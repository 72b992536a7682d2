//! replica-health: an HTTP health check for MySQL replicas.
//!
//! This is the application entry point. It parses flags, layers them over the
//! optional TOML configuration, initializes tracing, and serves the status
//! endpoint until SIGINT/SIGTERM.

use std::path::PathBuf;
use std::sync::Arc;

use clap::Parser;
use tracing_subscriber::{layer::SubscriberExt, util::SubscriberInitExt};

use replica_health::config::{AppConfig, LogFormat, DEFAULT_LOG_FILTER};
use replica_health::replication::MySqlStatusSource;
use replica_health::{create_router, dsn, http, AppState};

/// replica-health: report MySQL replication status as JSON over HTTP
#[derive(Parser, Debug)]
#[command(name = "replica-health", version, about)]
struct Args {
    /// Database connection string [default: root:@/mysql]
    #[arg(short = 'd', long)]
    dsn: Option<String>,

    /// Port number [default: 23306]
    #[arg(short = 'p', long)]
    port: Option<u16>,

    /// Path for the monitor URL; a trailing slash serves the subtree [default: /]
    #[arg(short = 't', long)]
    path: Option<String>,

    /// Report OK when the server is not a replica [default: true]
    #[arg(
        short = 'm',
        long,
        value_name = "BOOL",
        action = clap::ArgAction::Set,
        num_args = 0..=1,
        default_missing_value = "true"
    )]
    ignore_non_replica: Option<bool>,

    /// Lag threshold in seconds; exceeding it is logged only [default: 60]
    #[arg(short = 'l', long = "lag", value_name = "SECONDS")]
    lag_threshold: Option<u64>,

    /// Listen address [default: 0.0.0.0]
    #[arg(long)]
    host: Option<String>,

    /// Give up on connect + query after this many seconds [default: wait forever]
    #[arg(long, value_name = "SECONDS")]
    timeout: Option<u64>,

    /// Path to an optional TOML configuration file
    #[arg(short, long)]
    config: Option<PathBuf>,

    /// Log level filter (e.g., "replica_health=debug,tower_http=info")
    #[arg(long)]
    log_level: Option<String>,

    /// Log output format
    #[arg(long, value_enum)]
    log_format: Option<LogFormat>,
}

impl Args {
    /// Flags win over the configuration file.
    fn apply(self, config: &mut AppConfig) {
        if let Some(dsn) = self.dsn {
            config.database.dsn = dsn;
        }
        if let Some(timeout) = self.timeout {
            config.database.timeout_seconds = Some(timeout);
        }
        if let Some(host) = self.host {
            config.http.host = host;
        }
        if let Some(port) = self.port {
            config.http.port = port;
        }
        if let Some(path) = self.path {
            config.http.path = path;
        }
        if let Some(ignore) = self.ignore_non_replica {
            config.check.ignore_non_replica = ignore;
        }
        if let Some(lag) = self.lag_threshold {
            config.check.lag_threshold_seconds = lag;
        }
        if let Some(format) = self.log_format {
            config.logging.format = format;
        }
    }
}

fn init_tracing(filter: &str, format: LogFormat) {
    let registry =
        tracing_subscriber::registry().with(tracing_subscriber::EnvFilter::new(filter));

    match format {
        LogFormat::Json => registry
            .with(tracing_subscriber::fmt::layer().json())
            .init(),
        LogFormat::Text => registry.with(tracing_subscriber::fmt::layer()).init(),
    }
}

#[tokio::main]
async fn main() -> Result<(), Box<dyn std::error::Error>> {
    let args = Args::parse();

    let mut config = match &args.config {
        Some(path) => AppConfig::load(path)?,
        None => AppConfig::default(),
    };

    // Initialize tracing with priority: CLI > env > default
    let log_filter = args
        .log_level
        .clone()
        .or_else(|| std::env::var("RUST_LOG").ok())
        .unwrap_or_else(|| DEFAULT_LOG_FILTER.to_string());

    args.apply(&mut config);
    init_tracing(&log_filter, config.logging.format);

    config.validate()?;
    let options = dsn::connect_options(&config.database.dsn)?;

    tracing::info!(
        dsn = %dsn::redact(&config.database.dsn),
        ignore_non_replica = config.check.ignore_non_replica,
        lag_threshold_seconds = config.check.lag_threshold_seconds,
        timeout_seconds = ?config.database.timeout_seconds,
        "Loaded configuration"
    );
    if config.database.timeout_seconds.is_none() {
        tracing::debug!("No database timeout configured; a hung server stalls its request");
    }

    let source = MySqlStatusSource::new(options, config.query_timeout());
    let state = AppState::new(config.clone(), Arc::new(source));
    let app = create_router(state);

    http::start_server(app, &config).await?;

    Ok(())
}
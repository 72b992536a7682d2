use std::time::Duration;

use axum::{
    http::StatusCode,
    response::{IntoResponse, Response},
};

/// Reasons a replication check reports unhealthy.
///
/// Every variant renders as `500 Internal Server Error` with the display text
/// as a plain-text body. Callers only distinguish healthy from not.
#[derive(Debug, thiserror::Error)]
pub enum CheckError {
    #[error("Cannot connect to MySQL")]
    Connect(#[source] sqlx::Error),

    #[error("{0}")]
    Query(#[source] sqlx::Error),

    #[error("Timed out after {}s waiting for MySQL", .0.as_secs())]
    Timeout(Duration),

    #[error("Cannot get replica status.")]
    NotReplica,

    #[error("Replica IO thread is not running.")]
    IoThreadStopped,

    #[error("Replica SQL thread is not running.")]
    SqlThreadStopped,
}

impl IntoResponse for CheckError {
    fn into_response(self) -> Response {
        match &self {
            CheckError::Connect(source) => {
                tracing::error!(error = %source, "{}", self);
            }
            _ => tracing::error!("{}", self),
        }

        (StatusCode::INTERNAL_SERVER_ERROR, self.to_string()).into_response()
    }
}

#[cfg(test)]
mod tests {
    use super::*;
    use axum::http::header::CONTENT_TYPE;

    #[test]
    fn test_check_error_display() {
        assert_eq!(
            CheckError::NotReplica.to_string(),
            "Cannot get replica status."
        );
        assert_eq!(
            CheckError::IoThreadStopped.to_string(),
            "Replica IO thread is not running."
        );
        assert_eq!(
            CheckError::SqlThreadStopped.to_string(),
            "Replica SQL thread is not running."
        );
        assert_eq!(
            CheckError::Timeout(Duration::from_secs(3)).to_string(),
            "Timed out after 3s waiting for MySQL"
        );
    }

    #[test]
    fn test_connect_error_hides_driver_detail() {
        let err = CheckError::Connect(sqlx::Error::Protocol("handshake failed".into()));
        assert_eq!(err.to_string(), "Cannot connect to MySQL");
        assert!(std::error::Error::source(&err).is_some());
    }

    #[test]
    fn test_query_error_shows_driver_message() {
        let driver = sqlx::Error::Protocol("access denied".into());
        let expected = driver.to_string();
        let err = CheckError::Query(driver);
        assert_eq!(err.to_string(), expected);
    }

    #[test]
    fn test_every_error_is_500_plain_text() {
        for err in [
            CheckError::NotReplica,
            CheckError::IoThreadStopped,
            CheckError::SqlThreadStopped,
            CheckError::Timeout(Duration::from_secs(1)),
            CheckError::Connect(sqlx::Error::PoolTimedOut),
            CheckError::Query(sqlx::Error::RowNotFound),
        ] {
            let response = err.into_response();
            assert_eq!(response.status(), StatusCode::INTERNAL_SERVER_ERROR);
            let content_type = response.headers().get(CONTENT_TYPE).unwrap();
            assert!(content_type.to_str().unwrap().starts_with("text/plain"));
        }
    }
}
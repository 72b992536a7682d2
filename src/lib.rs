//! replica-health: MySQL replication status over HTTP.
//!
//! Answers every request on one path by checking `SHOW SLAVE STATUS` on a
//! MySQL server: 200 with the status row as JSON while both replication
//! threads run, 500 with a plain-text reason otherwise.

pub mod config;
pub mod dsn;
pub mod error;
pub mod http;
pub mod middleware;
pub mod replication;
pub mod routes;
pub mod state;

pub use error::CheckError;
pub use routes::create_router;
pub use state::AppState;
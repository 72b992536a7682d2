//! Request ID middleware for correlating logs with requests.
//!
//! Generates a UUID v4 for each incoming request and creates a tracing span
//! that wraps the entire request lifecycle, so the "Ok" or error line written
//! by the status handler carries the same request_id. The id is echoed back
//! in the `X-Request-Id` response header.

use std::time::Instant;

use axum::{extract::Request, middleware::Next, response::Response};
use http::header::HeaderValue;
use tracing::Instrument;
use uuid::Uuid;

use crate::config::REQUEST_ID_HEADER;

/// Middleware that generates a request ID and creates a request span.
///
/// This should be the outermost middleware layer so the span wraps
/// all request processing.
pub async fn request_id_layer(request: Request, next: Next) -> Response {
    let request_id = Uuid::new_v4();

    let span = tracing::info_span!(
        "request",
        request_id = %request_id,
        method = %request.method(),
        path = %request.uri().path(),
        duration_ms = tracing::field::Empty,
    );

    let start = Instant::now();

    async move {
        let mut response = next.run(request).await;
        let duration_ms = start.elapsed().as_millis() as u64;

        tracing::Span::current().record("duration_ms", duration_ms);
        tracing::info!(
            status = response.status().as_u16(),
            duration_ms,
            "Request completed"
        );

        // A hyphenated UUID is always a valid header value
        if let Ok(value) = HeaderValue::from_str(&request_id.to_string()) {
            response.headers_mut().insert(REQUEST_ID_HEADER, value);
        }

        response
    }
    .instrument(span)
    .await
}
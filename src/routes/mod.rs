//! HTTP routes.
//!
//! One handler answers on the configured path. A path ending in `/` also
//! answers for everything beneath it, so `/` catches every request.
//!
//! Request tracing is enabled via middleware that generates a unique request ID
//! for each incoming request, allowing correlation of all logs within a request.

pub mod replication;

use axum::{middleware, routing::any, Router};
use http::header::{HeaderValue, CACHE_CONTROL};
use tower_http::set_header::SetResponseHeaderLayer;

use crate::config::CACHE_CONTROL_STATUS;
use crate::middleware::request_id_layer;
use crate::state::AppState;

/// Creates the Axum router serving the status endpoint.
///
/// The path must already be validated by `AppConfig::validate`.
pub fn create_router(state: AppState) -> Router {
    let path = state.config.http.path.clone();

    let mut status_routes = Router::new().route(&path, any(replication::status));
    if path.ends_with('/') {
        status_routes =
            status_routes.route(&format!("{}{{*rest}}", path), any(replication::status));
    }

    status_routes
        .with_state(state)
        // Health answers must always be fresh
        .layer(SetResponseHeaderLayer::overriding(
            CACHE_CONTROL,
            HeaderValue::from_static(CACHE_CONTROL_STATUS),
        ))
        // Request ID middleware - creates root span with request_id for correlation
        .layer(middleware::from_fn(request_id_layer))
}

######

* [Task description]:
Everything above from the line containing "pub mod middleware;" down to the line containing "let duration_ms = start.elapsed().as_millis()" should be copied exactly, both end lines included, and nothing else.

* [Written response]:
pub mod middleware;
pub mod replication;
pub mod routes;
pub mod state;

pub use error::CheckError;
pub use routes::create_router;
pub use state::AppState;
repository 72b992536a7682d2
//! Request ID middleware for correlating logs with requests.
//!
//! Generates a UUID v4 for each incoming request and creates a tracing span
//! that wraps the entire request lifecycle, so the "Ok" or error line written
//! by the status handler carries the same request_id. The id is echoed back
//! in the `X-Request-Id` response header.

use std::time::Instant;

use axum::{extract::Request, middleware::Next, response::Response};
use http::header::HeaderValue;
use tracing::Instrument;
use uuid::Uuid;

use crate::config::REQUEST_ID_HEADER;

/// Middleware that generates a request ID and creates a request span.
///
/// This should be the outermost middleware layer so the span wraps
/// all request processing.
pub async fn request_id_layer(request: Request, next: Next) -> Response {
    let request_id = Uuid::new_v4();

    let span = tracing::info_span!(
        "request",
        request_id = %request_id,
        method = %request.method(),
        path = %request.uri().path(),
        duration_ms = tracing::field::Empty,
    );

    let start = Instant::now();

    async move {
        let mut response = next.run(request).await;
        let duration_ms = start.elapsed().as_millis() as u64;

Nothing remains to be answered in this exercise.